### EXERCISE AIM
All lines in the records below that hold "trim" are to be shown.

**** RECORDS SHOWN

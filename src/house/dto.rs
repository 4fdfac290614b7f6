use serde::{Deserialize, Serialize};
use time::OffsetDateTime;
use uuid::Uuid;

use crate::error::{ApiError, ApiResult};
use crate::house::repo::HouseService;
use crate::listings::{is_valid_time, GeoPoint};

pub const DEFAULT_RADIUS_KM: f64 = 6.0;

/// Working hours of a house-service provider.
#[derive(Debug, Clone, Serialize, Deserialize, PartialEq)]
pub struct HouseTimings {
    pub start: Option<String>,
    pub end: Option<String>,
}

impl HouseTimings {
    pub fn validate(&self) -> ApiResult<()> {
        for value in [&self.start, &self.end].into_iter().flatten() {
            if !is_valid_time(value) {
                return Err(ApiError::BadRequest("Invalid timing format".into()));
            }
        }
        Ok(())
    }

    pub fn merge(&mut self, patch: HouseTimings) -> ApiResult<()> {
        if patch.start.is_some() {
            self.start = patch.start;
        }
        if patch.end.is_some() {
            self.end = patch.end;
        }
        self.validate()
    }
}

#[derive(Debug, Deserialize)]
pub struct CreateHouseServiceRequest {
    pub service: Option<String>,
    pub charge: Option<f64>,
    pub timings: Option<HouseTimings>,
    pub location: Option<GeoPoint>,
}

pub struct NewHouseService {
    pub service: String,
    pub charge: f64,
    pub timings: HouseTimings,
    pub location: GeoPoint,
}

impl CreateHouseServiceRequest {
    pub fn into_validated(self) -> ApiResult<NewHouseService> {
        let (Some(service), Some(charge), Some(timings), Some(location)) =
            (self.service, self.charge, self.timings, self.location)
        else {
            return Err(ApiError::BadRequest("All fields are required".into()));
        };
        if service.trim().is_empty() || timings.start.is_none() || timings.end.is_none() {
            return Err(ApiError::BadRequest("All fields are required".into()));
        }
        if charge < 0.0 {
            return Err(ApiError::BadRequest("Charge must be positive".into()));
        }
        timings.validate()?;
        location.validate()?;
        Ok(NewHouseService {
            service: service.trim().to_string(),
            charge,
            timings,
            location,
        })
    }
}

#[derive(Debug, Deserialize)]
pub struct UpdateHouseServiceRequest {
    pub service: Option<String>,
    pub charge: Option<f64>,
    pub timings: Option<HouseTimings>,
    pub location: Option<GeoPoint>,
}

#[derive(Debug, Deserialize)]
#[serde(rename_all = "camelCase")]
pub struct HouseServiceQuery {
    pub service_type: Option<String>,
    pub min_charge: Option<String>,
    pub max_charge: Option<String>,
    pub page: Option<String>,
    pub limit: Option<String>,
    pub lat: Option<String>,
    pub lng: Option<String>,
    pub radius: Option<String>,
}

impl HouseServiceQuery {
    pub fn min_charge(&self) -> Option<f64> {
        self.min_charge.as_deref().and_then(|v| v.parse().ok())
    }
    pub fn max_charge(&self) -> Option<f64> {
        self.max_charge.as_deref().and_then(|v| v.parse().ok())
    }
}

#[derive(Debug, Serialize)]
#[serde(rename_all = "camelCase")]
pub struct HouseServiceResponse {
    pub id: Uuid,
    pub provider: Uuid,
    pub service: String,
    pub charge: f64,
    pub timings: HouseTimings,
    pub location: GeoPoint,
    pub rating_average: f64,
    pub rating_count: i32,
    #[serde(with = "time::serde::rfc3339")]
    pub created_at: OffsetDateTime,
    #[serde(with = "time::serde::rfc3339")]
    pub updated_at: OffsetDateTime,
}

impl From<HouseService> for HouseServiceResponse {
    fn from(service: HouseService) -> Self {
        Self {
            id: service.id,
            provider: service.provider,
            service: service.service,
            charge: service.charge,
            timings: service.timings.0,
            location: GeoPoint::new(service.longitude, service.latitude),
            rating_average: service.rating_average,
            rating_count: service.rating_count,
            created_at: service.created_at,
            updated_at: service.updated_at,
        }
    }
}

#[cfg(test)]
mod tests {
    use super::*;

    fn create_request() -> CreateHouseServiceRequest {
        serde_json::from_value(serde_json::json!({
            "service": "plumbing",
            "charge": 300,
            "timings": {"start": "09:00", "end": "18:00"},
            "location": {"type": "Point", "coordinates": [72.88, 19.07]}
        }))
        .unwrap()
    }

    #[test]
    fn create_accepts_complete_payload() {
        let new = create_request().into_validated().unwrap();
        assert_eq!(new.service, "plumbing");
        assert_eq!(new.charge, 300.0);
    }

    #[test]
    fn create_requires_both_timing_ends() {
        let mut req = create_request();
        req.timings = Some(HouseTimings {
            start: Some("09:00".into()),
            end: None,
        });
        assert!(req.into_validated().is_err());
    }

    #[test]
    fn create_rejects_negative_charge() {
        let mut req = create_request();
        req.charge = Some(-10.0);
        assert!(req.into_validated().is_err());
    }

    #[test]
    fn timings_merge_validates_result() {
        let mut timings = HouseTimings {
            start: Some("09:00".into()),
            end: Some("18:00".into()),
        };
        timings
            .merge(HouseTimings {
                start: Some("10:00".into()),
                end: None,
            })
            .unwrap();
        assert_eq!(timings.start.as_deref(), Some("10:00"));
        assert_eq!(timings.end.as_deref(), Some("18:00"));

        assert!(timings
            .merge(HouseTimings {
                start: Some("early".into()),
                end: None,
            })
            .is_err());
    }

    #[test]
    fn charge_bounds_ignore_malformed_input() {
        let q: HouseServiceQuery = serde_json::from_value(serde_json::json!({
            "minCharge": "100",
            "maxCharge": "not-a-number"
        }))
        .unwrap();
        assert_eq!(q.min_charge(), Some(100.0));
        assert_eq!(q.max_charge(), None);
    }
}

********

### ANSWER TO THIS PROBLEM
        if service.trim().is_empty() || timings.start.is_none() || timings.end.is_none() {
            service: service.trim().to_string(),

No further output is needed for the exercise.